The reference interval = 95% (2SD) means that given you are normal, there is a 2.5% chance your values are higher than this interval and 2.5% your values are lower.
If you define a "positive" result as higher than this interval, as Anil has, (and as I would have been inclined to), then you have a 97.5% chance of not getting a false positive. If you take it again, the chance you would escape a false positive both times is 97.5% x 97.5% = ~95%. This makes the false positive chance over two tries ~5%.
This is actually just another way of saying the BSS explanation posted here.
However, it appears clear that "positive" according to BSS means higher or lower than the reference interval. I think that kind of sucks, but then again, I suppose I will remember it during my exam. In that case, it's 95% x 95% = 90%, or about a 10% chance of at least one false positive.
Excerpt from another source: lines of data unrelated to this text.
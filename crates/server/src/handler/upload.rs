//! Upload persistence.
//!
//! [`UploadSink`] receives the events of the multipart parser: file parts are streamed
//! into fresh files of the upload directory, plain fields are collected in memory. The
//! sink never fails a callback; the first problem is recorded and reported by
//! [`UploadSink::checkpoint`], which the connection calls after every feed. Files written
//! by an upload that does not complete are removed again.

use std::fmt;
use std::fs::{self, File, OpenOptions};
use std::io::{self, Write};
use std::mem;
use std::path::{Path, PathBuf};

use http::HeaderMap;
use http::header::CONTENT_DISPOSITION;
use tracing::{debug, info, warn};
use webserv_http::codec::{ContentDisposition, PartSink};

use crate::error::UploadError;

/// Upper bound for a non-file form field.
pub const MAX_FIELD_BYTES: usize = 64 * 1024;

const MAX_FILENAME_CHARS: usize = 100;
const MAX_NAME_ATTEMPTS: u32 = 10_000;

/// A file stored by an upload.
#[derive(Debug, Clone, PartialEq, Eq)]
pub struct SavedFile {
    pub field: String,
    pub filename: String,
    pub saved_as: String,
    pub size: u64,
}

/// What an upload stored.
///
/// Displayed as the plain text body of the `201 Created` reply:
///
/// ```text
/// Uploaded files:
///   notes.txt (7 bytes)
///   photo_1.jpg (5120 bytes, sent as photo.jpg)
/// title: hello world
/// ```
#[derive(Debug, Default)]
pub struct UploadSummary {
    pub files: Vec<SavedFile>,
    pub fields: Vec<(String, String)>,
}

impl fmt::Display for UploadSummary {
    fn fmt(&self, f: &mut fmt::Formatter<'_>) -> fmt::Result {
        writeln!(f, "Uploaded files:")?;
        if self.files.is_empty() {
            writeln!(f, "  (none)")?;
        }
        for file in &self.files {
            if file.filename.is_empty() || file.filename == file.saved_as {
                writeln!(f, "  {} ({} bytes)", file.saved_as, file.size)?;
            } else {
                writeln!(f, "  {} ({} bytes, sent as {})", file.saved_as, file.size, file.filename)?;
            }
        }
        for (name, value) in &self.fields {
            writeln!(f, "{name}: {value}")?;
        }
        Ok(())
    }
}

#[derive(Debug)]
enum Part {
    File { file: File, saved: SavedFile },
    Field { name: String, value: Vec<u8> },
    Skip,
}

#[derive(Debug)]
pub struct UploadSink {
    upload_dir: Option<PathBuf>,
    part: Part,
    summary: UploadSummary,
    created: Vec<PathBuf>,
    error: Option<UploadError>,
}

impl UploadSink {
    pub fn new(upload_dir: Option<PathBuf>) -> Self {
        Self { upload_dir, part: Part::Skip, summary: UploadSummary::default(), created: Vec::new(), error: None }
    }

    /// Surfaces the first failure recorded since the last call.
    ///
    /// On failure every file of this upload is removed.
    pub fn checkpoint(&mut self) -> Result<(), UploadError> {
        match self.error.take() {
            Some(e) => {
                self.rollback();
                Err(e)
            }
            None => Ok(()),
        }
    }

    /// Completes the upload, keeping the files it wrote.
    pub fn finish(mut self) -> Result<UploadSummary, UploadError> {
        self.checkpoint()?;
        self.created.clear();
        info!(files = self.summary.files.len(), fields = self.summary.fields.len(), "upload stored");
        Ok(mem::take(&mut self.summary))
    }

    fn fail(&mut self, e: UploadError) {
        warn!(cause = %e, "upload failed");
        self.part = Part::Skip;
        if self.error.is_none() {
            self.error = Some(e);
        }
    }

    fn rollback(&mut self) {
        self.part = Part::Skip;
        for path in self.created.drain(..) {
            if let Err(e) = fs::remove_file(&path) {
                debug!(cause = %e, path = %path.display(), "failed to remove partial upload");
            }
        }
    }

    fn begin_file(&mut self, field: String, filename: &str) -> Result<Part, UploadError> {
        let dir = self.upload_dir.as_deref().ok_or(UploadError::NoUploadDir)?;
        check_dir(dir)?;

        let (path, file) = unique_file(dir, &sanitize_filename(filename)).map_err(UploadError::write)?;
        self.created.push(path.clone());

        let saved_as = path.file_name().map(|name| name.to_string_lossy().into_owned()).unwrap_or_default();
        debug!(field = %field, filename, saved_as = %saved_as, "receiving file part");
        Ok(Part::File { file, saved: SavedFile { field, filename: filename.to_owned(), saved_as, size: 0 } })
    }
}

impl PartSink for UploadSink {
    fn on_part_begin(&mut self, headers: &HeaderMap) {
        if self.error.is_some() {
            return;
        }

        let disposition =
            headers.get(CONTENT_DISPOSITION).and_then(|value| value.to_str().ok()).and_then(ContentDisposition::parse);

        let Some(ContentDisposition { name: Some(name), filename, .. }) = disposition else {
            self.part = Part::Skip;
            return;
        };

        self.part = match filename {
            // a file input left empty by the browser
            Some(filename) if filename.is_empty() => Part::Skip,
            Some(filename) => match self.begin_file(name, &filename) {
                Ok(part) => part,
                Err(e) => return self.fail(e),
            },
            None => Part::Field { name, value: Vec::new() },
        };
    }

    fn on_part_data(&mut self, data: &[u8]) {
        let result = match &mut self.part {
            Part::File { file, saved } => {
                saved.size += data.len() as u64;
                file.write_all(data).map_err(UploadError::write)
            }
            Part::Field { value, .. } if value.len() + data.len() > MAX_FIELD_BYTES => {
                Err(UploadError::TooLargeField { limit: MAX_FIELD_BYTES })
            }
            Part::Field { value, .. } => {
                value.extend_from_slice(data);
                Ok(())
            }
            Part::Skip => Ok(()),
        };

        if let Err(e) = result {
            self.fail(e);
        }
    }

    fn on_part_end(&mut self) {
        match mem::replace(&mut self.part, Part::Skip) {
            Part::File { mut file, saved } => match file.flush() {
                Ok(()) => self.summary.files.push(saved),
                Err(e) => self.fail(UploadError::write(e)),
            },
            Part::Field { name, value } => {
                self.summary.fields.push((name, String::from_utf8_lossy(&value).into_owned()));
            }
            Part::Skip => {}
        }
    }
}

impl Drop for UploadSink {
    fn drop(&mut self) {
        self.rollback();
    }
}

/// Stores a non-multipart request body as one file of `dir`.
///
/// The file is named after the last segment of the request path.
pub fn save_raw(dir: &Path, request_path: &str, body: &[u8]) -> Result<SavedFile, UploadError> {
    check_dir(dir)?;

    let filename = request_path.rsplit('/').next().unwrap_or_default();
    let (path, mut file) = unique_file(dir, &sanitize_filename(filename)).map_err(UploadError::write)?;

    if let Err(e) = file.write_all(body).and_then(|()| file.flush()) {
        drop(file);
        if let Err(remove) = fs::remove_file(&path) {
            debug!(cause = %remove, path = %path.display(), "failed to remove partial upload");
        }
        return Err(UploadError::write(e));
    }

    let saved_as = path.file_name().map(|name| name.to_string_lossy().into_owned()).unwrap_or_default();
    info!(saved_as = %saved_as, size = body.len(), "raw upload stored");
    Ok(SavedFile { field: String::new(), filename: filename.to_owned(), saved_as, size: body.len() as u64 })
}

fn check_dir(dir: &Path) -> Result<(), UploadError> {
    match fs::metadata(dir) {
        Ok(metadata) if metadata.is_dir() => Ok(()),
        Ok(_) => Err(UploadError::UnusableUploadDir {
            path: dir.to_path_buf(),
            source: io::Error::new(io::ErrorKind::NotADirectory, "not a directory"),
        }),
        Err(source) => Err(UploadError::UnusableUploadDir { path: dir.to_path_buf(), source }),
    }
}

/// Reduces a client supplied filename to a safe single path component.
///
/// Directory parts and control characters are dropped and the result is capped at 100
/// characters. Names that end up empty or made of dots become `upload`.
pub fn sanitize_filename(filename: &str) -> String {
    let base = filename.rsplit(['/', '\\']).next().unwrap_or_default();
    let cleaned: String = base.chars().filter(|c| !c.is_control()).take(MAX_FILENAME_CHARS).collect();
    let cleaned = cleaned.trim();

    if cleaned.is_empty() || cleaned.chars().all(|c| c == '.') { "upload".to_owned() } else { cleaned.to_owned() }
}

/// Creates a new file named `name` in `dir`, or `stem_1.ext`, `stem_2.ext`, ... when
/// taken. Creation is exclusive, so concurrent writers never share a file.
pub fn unique_file(dir: &Path, name: &str) -> io::Result<(PathBuf, File)> {
    let (stem, extension) = match name.rfind('.') {
        Some(dot) if dot > 0 => name.split_at(dot),
        _ => (name, ""),
    };

    for attempt in 0..MAX_NAME_ATTEMPTS {
        let candidate = if attempt == 0 { name.to_owned() } else { format!("{stem}_{attempt}{extension}") };
        let path = dir.join(candidate);

        match OpenOptions::new().write(true).create_new(true).open(&path) {
            Ok(file) => return Ok((path, file)),
            Err(e) if e.kind() == io::ErrorKind::AlreadyExists => {}
            Err(e) => return Err(e),
        }
    }

    Err(io::Error::new(io::ErrorKind::AlreadyExists, format!("no free name for `{name}`")))
}
use http::StatusCode;
use std::io;
use thiserror::Error;

/// Errors raised while decoding a request head and deciding its framing.
///
/// Every variant maps onto the status code that should be answered to the
/// client, see [`ParseError::status_code`].
#[derive(Error, Debug)]
pub enum ParseError {
    #[error("header size too large, current: {current_size} exceed the limit {max_size}")]
    TooLargeHeader { current_size: usize, max_size: usize },

    #[error("header line too long, current: {current_size} exceed the limit {max_size}")]
    TooLongLine { current_size: usize, max_size: usize },

    #[error("request line too long, current: {current_size} exceed the limit {max_size}")]
    TooLongUri { current_size: usize, max_size: usize },

    #[error("header number exceed the limit {max_num}")]
    TooManyHeaders { max_num: usize },

    #[error("invalid request line: {reason}")]
    InvalidRequestLine { reason: String },

    #[error("invalid http version: {0:?}")]
    InvalidVersion(Option<u8>),

    #[error("invalid header: {reason}")]
    InvalidHeader { reason: String },

    #[error("invalid http method")]
    InvalidMethod,

    #[error("invalid http uri")]
    InvalidUri,

    #[error("invalid content-length header: {reason}")]
    InvalidContentLength { reason: String },

    #[error("transfer-encoding and content-length both present in headers")]
    ConflictingFraming,

    #[error("unsupported transfer-encoding: {coding}")]
    UnsupportedTransferEncoding { coding: String },

    #[error("content-length or transfer-encoding required")]
    LengthRequired,

    #[error("declared body size {size} exceed the limit {limit}")]
    TooLargeBody { size: u64, limit: u64 },

    #[error("io error: {source}")]
    Io {
        #[from]
        source: io::Error,
    },
}

impl ParseError {
    pub fn too_large_header(current_size: usize, max_size: usize) -> Self {
        Self::TooLargeHeader { current_size, max_size }
    }

    pub fn too_long_line(current_size: usize, max_size: usize) -> Self {
        Self::TooLongLine { current_size, max_size }
    }

    pub fn too_long_uri(current_size: usize, max_size: usize) -> Self {
        Self::TooLongUri { current_size, max_size }
    }

    pub fn too_many_headers(max_num: usize) -> Self {
        Self::TooManyHeaders { max_num }
    }

    pub fn invalid_request_line<S: ToString>(str: S) -> Self {
        Self::InvalidRequestLine { reason: str.to_string() }
    }

    pub fn invalid_header<S: ToString>(str: S) -> Self {
        Self::InvalidHeader { reason: str.to_string() }
    }

    pub fn invalid_content_length<S: ToString>(str: S) -> Self {
        Self::InvalidContentLength { reason: str.to_string() }
    }

    pub fn unsupported_transfer_encoding<S: ToString>(str: S) -> Self {
        Self::UnsupportedTransferEncoding { coding: str.to_string() }
    }

    pub fn io<E: Into<io::Error>>(e: E) -> Self {
        Self::Io { source: e.into() }
    }

    /// The status code answered to the client for this error.
    pub fn status_code(&self) -> StatusCode {
        match self {
            Self::TooLargeHeader { .. } | Self::TooLongLine { .. } | Self::TooManyHeaders { .. } => {
                StatusCode::REQUEST_HEADER_FIELDS_TOO_LARGE
            }
            Self::TooLongUri { .. } => StatusCode::URI_TOO_LONG,
            Self::UnsupportedTransferEncoding { .. } => StatusCode::NOT_IMPLEMENTED,
            Self::LengthRequired => StatusCode::LENGTH_REQUIRED,
            Self::TooLargeBody { .. } => StatusCode::PAYLOAD_TOO_LARGE,
            Self::Io { .. } => StatusCode::INTERNAL_SERVER_ERROR,
            _ => StatusCode::BAD_REQUEST,
        }
    }
}

/// Errors raised by the chunked transfer-coding decoder.
#[derive(Error, Debug, Clone, PartialEq, Eq)]
pub enum ChunkedError {
    #[error("malformed chunked body: {reason}")]
    Malformed { reason: &'static str },

    #[error("chunked body exceed the limit {limit}")]
    TooLarge { limit: u64 },
}

impl ChunkedError {
    pub fn status_code(&self) -> StatusCode {
        match self {
            Self::Malformed { .. } => StatusCode::BAD_REQUEST,
            Self::TooLarge { .. } => StatusCode::PAYLOAD_TOO_LARGE,
        }
    }
}

/// Errors raised while reading a framed request body.
#[derive(Error, Debug, Clone, PartialEq, Eq)]
pub enum BodyError {
    #[error(transparent)]
    Chunked(#[from] ChunkedError),

    #[error("body exceed the limit {limit}")]
    TooLarge { limit: u64 },
}

impl BodyError {
    pub fn status_code(&self) -> StatusCode {
        match self {
            Self::Chunked(e) => e.status_code(),
            Self::TooLarge { .. } => StatusCode::PAYLOAD_TOO_LARGE,
        }
    }
}

/// Errors raised by the multipart stream parser.
///
/// All of them are answered with `400 Bad Request`.
#[derive(Error, Debug, Clone, PartialEq, Eq)]
pub enum MultipartError {
    #[error("invalid multipart boundary")]
    InvalidBoundary,

    #[error("part header block exceed the limit {max_size}")]
    TooLargeHeader { max_size: usize },

    #[error("part header line exceed the limit {max_size}")]
    TooLongLine { max_size: usize },

    #[error("invalid part header: {reason}")]
    InvalidHeader { reason: String },

    #[error("malformed multipart delimiter")]
    MalformedDelimiter,

    #[error("multipart body ended before the closing boundary")]
    Truncated,
}

/// Errors raised while serializing a response.
#[derive(Error, Debug)]
pub enum SendError {
    #[error("invalid body: {reason}")]
    InvalidBody { reason: String },

    #[error("io error: {source}")]
    Io {
        #[from]
        source: io::Error,
    },
}

impl SendError {
    pub fn invalid_body<S: ToString>(str: S) -> Self {
        Self::InvalidBody { reason: str.to_string() }
    }

    pub fn io<E: Into<io::Error>>(e: E) -> Self {
        Self::Io { source: e.into() }
    }
}

#[cfg(test)]
mod tests {
    use super::*;

    #[test]
    fn parse_error_status() {
        assert_eq!(ParseError::too_large_header(40_000, 32_768).status_code(), StatusCode::REQUEST_HEADER_FIELDS_TOO_LARGE);
        assert_eq!(ParseError::too_long_uri(9_000, 8_192).status_code(), StatusCode::URI_TOO_LONG);
        assert_eq!(ParseError::too_many_headers(100).status_code(), StatusCode::REQUEST_HEADER_FIELDS_TOO_LARGE);
        assert_eq!(ParseError::ConflictingFraming.status_code(), StatusCode::BAD_REQUEST);
        assert_eq!(ParseError::unsupported_transfer_encoding("gzip").status_code(), StatusCode::NOT_IMPLEMENTED);
        assert_eq!(ParseError::LengthRequired.status_code(), StatusCode::LENGTH_REQUIRED);
        assert_eq!(ParseError::TooLargeBody { size: 11, limit: 10 }.status_code(), StatusCode::PAYLOAD_TOO_LARGE);
    }

    #[test]
    fn body_error_status() {
        let malformed = BodyError::from(ChunkedError::Malformed { reason: "bad size" });
        assert_eq!(malformed.status_code(), StatusCode::BAD_REQUEST);
        assert_eq!(BodyError::TooLarge { limit: 1 }.status_code(), StatusCode::PAYLOAD_TOO_LARGE);
    }
}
* One last detail - you can't simply add the %'s, you need to multiply them because you are calculating the chances that they BOTH happen. Think of it this way - if you threw a die six times, would you be guaranteed with coming up with at least one "4"? Of course not - you wouldn't add 1/6 six times. Your chances of getting at least one "4" would be 1 - (missing a "4" all six rolls), or 1 - (5/6 x 5/6 x 5/6 x 5/6 x 5/6 x 5/6). Whatever that is.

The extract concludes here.